[Records from a collection]
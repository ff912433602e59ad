//! Error handling types

use std::fmt;

use thiserror::Error;

/// Result type alias for operations that can fail
pub type Result<T> = std::result::Result<T, Error>;

/// A single rejected configuration field
#[derive(Debug, Clone, PartialEq, Eq)]
pub struct FieldViolation {
    /// Dotted path of the offending field (e.g. `app.secret`)
    pub field: String,
    /// What is wrong with it
    pub reason: String,
}

impl FieldViolation {
    /// Create a violation for `field`
    pub fn new(field: impl Into<String>, reason: impl Into<String>) -> Self {
        Self {
            field: field.into(),
            reason: reason.into(),
        }
    }
}

impl fmt::Display for FieldViolation {
    fn fmt(&self, f: &mut fmt::Formatter<'_>) -> fmt::Result {
        write!(f, "{}: {}", self.field, self.reason)
    }
}

/// Renders violations as `a: reason; b: reason`
fn join_violations(violations: &[FieldViolation]) -> String {
    violations
        .iter()
        .map(ToString::to_string)
        .collect::<Vec<_>>()
        .join("; ")
}

/// Main error type for behapi
#[derive(Error, Debug)]
pub enum Error {
    /// Raw configuration rejected; lists every violated field
    #[error("Configuration error: {}", join_violations(.violations))]
    Configuration {
        /// All violations found in one validation pass
        violations: Vec<FieldViolation>,
    },

    /// Configuration could not be read or parsed
    #[error("Configuration error: {message}")]
    Config {
        /// Description of the configuration error
        message: String,
    },

    /// Lookup of an identifier that was never registered
    #[error("Unknown service: {id}")]
    UnknownService {
        /// The identifier that was looked up
        id: String,
    },

    /// The same identifier was registered twice
    #[error("Service already registered: {id}")]
    DuplicateService {
        /// The identifier registered twice
        id: String,
    },

    /// The reference graph contains a cycle
    #[error("Cyclic dependency: {}", .path.join(" -> "))]
    CyclicDependency {
        /// Identifiers along the cycle, first and last being equal
        path: Vec<String>,
    },

    /// A constructor, factory method or method call failed
    #[error("Failed to construct service '{id}': {message}")]
    ServiceConstruction {
        /// Service being built
        id: String,
        /// Description of the failure
        message: String,
    },

    /// A service or argument does not have the requested type
    #[error("Service '{id}' does not provide {expected}")]
    ServiceType {
        /// Service or argument position that was inspected
        id: String,
        /// Name of the requested type
        expected: String,
    },

    /// A resettable bag failed to reset
    #[error("Failed to reset bag '{bag}': {message}")]
    ResetFailure {
        /// Identifier of the bag
        bag: String,
        /// Description of the failure
        message: String,
    },

    /// HTTP client error
    #[error("HTTP error: {message}")]
    Http {
        /// Description of the HTTP error
        message: String,
        /// Optional source error
        #[source]
        source: Option<Box<dyn std::error::Error + Send + Sync>>,
    },

    /// Key-value store error
    #[error("Key-value store error: {message}")]
    KeyValue {
        /// Description of the store error
        message: String,
        /// Optional source error
        #[source]
        source: Option<Box<dyn std::error::Error + Send + Sync>>,
    },

    /// Template rendering error
    #[error("Template error: {message}")]
    Template {
        /// Description of the templating error
        message: String,
    },

    /// Infrastructure operation error
    #[error("Infrastructure error: {message}")]
    Infrastructure {
        /// Description of the infrastructure error
        message: String,
        /// Optional source error
        #[source]
        source: Option<Box<dyn std::error::Error + Send + Sync>>,
    },
}

impl Error {
    /// Create a configuration error from the collected violations
    pub fn configuration(violations: Vec<FieldViolation>) -> Self {
        Self::Configuration { violations }
    }

    /// Create a configuration loading error
    pub fn config<S: Into<String>>(message: S) -> Self {
        Self::Config {
            message: message.into(),
        }
    }

    /// Create an unknown service error
    pub fn unknown_service<S: Into<String>>(id: S) -> Self {
        Self::UnknownService { id: id.into() }
    }

    /// Create a duplicate service error
    pub fn duplicate_service<S: Into<String>>(id: S) -> Self {
        Self::DuplicateService { id: id.into() }
    }

    /// Create a cyclic dependency error
    pub fn cyclic_dependency(path: Vec<String>) -> Self {
        Self::CyclicDependency { path }
    }

    /// Create a service construction error
    pub fn construction<I: Into<String>, S: Into<String>>(id: I, message: S) -> Self {
        Self::ServiceConstruction {
            id: id.into(),
            message: message.into(),
        }
    }

    /// Create a service type mismatch error
    pub fn service_type<I: Into<String>, S: Into<String>>(id: I, expected: S) -> Self {
        Self::ServiceType {
            id: id.into(),
            expected: expected.into(),
        }
    }

    /// Create a reset failure
    pub fn reset_failure<I: Into<String>, S: Into<String>>(bag: I, message: S) -> Self {
        Self::ResetFailure {
            bag: bag.into(),
            message: message.into(),
        }
    }

    /// Create an HTTP error
    pub fn http<S: Into<String>>(message: S) -> Self {
        Self::Http {
            message: message.into(),
            source: None,
        }
    }

    /// Create a template error
    pub fn template<S: Into<String>>(message: S) -> Self {
        Self::Template {
            message: message.into(),
        }
    }

    /// Create an infrastructure error
    pub fn infrastructure<S: Into<String>>(message: S) -> Self {
        Self::Infrastructure {
            message: message.into(),
            source: None,
        }
    }

    /// Violated fields, when this is a [`Error::Configuration`]
    pub fn violations(&self) -> &[FieldViolation] {
        match self {
            Self::Configuration { violations } => violations,
            _ => &[],
        }
    }

    /// Whether the error happened while composing the service graph
    ///
    /// Composition errors abort the run before any scenario executes.
    pub fn is_composition_error(&self) -> bool {
        matches!(
            self,
            Self::Configuration { .. }
                | Self::Config { .. }
                | Self::UnknownService { .. }
                | Self::DuplicateService { .. }
                | Self::CyclicDependency { .. }
        )
    }
}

▶ _Task brief_
Your answer must consist of every line above, reproduced exactly.

▶ _Exercise output_
repository ff912433602e59ad
//! Error handling types

use std::fmt;

use thiserror::Error;

/// Result type alias for operations that can fail
pub type Result<T> = std::result::Result<T, Error>;

/// A single rejected configuration field
#[derive(Debug, Clone, PartialEq, Eq)]
pub struct FieldViolation {
    /// Dotted path of the offending field (e.g. `app.secret`)
    pub field: String,
    /// What is wrong with it
    pub reason: String,
}

impl FieldViolation {
    /// Create a violation for `field`
    pub fn new(field: impl Into<String>, reason: impl Into<String>) -> Self {
        Self {
            field: field.into(),
            reason: reason.into(),
        }
    }
}

impl fmt::Display for FieldViolation {
    fn fmt(&self, f: &mut fmt::Formatter<'_>) -> fmt::Result {
        write!(f, "{}: {}", self.field, self.reason)
    }
}

/// Renders violations as `a: reason; b: reason`
fn join_violations(violations: &[FieldViolation]) -> String {
    violations
        .iter()
        .map(ToString::to_string)
        .collect::<Vec<_>>()
        .join("; ")
}

/// Main error type for behapi
#[derive(Error, Debug)]
pub enum Error {
    /// Raw configuration rejected; lists every violated field
    #[error("Configuration error: {}", join_violations(.violations))]
    Configuration {
        /// All violations found in one validation pass
        violations: Vec<FieldViolation>,
    },

    /// Configuration could not be read or parsed
    #[error("Configuration error: {message}")]
    Config {
        /// Description of the configuration error
        message: String,
    },

    /// Lookup of an identifier that was never registered
    #[error("Unknown service: {id}")]
    UnknownService {
        /// The identifier that was looked up
        id: String,
    },

    /// The same identifier was registered twice
    #[error("Service already registered: {id}")]
    DuplicateService {
        /// The identifier registered twice
        id: String,
    },

    /// The reference graph contains a cycle
    #[error("Cyclic dependency: {}", .path.join(" -> "))]
    CyclicDependency {
        /// Identifiers along the cycle, first and last being equal
        path: Vec<String>,
    },

    /// A constructor, factory method or method call failed
    #[error("Failed to construct service '{id}': {message}")]
    ServiceConstruction {
        /// Service being built
        id: String,
        /// Description of the failure
        message: String,
    },

    /// A service or argument does not have the requested type
    #[error("Service '{id}' does not provide {expected}")]
    ServiceType {
        /// Service or argument position that was inspected
        id: String,
        /// Name of the requested type
        expected: String,
    },

    /// A resettable bag failed to reset
    #[error("Failed to reset bag '{bag}': {message}")]
    ResetFailure {
        /// Identifier of the bag
        bag: String,
        /// Description of the failure
        message: String,
    },

    /// HTTP client error
    #[error("HTTP error: {message}")]
    Http {
        /// Description of the HTTP error
        message: String,
        /// Optional source error
        #[source]
        source: Option<Box<dyn std::error::Error + Send + Sync>>,
    },

    /// Key-value store error
    #[error("Key-value store error: {message}")]
    KeyValue {
        /// Description of the store error
        message: String,
        /// Optional source error
        #[source]
        source: Option<Box<dyn std::error::Error + Send + Sync>>,
    },

    /// Template rendering error
    #[error("Template error: {message}")]
    Template {
        /// Description of the templating error
        message: String,
    },

    /// Infrastructure operation error
    #[error("Infrastructure error: {message}")]
    Infrastructure {
        /// Description of the infrastructure error
        message: String,
        /// Optional source error
        #[source]
        source: Option<Box<dyn std::error::Error + Send + Sync>>,
    },
}

impl Error {
    /// Create a configuration error from the collected violations
    pub fn configuration(violations: Vec<FieldViolation>) -> Self {
        Self::Configuration { violations }
    }

    /// Create a configuration loading error
    pub fn config<S: Into<String>>(message: S) -> Self {
        Self::Config {
            message: message.into(),
        }
    }

    /// Create an unknown service error
    pub fn unknown_service<S: Into<String>>(id: S) -> Self {
        Self::UnknownService { id: id.into() }
    }

    /// Create a duplicate service error
    pub fn duplicate_service<S: Into<String>>(id: S) -> Self {
        Self::DuplicateService { id: id.into() }
    }

    /// Create a cyclic dependency error
    pub fn cyclic_dependency(path: Vec<String>) -> Self {
        Self::CyclicDependency { path }
    }

    /// Create a service construction error
    pub fn construction<I: Into<String>, S: Into<String>>(id: I, message: S) -> Self {
        Self::ServiceConstruction {
            id: id.into(),
            message: message.into(),
        }
    }

    /// Create a service type mismatch error
    pub fn service_type<I: Into<String>, S: Into<String>>(id: I, expected: S) -> Self {
        Self::ServiceType {
            id: id.into(),
            expected: expected.into(),
        }
    }

    /// Create a reset failure
    pub fn reset_failure<I: Into<String>, S: Into<String>>(bag: I, message: S) -> Self {
        Self::ResetFailure {
            bag: bag.into(),
            message: message.into(),
        }
    }

    /// Create an HTTP error
    pub fn http<S: Into<String>>(message: S) -> Self {
        Self::Http {
            message: message.into(),
            source: None,
        }
    }

    /// Create a template error
    pub fn template<S: Into<String>>(message: S) -> Self {
        Self::Template {
            message: message.into(),
        }
    }

    /// Create an infrastructure error
    pub fn infrastructure<S: Into<String>>(message: S) -> Self {
        Self::Infrastructure {
            message: message.into(),
            source: None,
        }
    }

    /// Violated fields, when this is a [`Error::Configuration`]
    pub fn violations(&self) -> &[FieldViolation] {
        match self {
            Self::Configuration { violations } => violations,
            _ => &[],
        }
    }

    /// Whether the error happened while composing the service graph
    ///
    /// Composition errors abort the run before any scenario executes.
    pub fn is_composition_error(&self) -> bool {
        matches!(
            self,
            Self::Configuration { .. }
                | Self::Config { .. }
                | Self::UnknownService { .. }
                | Self::DuplicateService { .. }
                | Self::CyclicDependency { .. }
        )
    }
}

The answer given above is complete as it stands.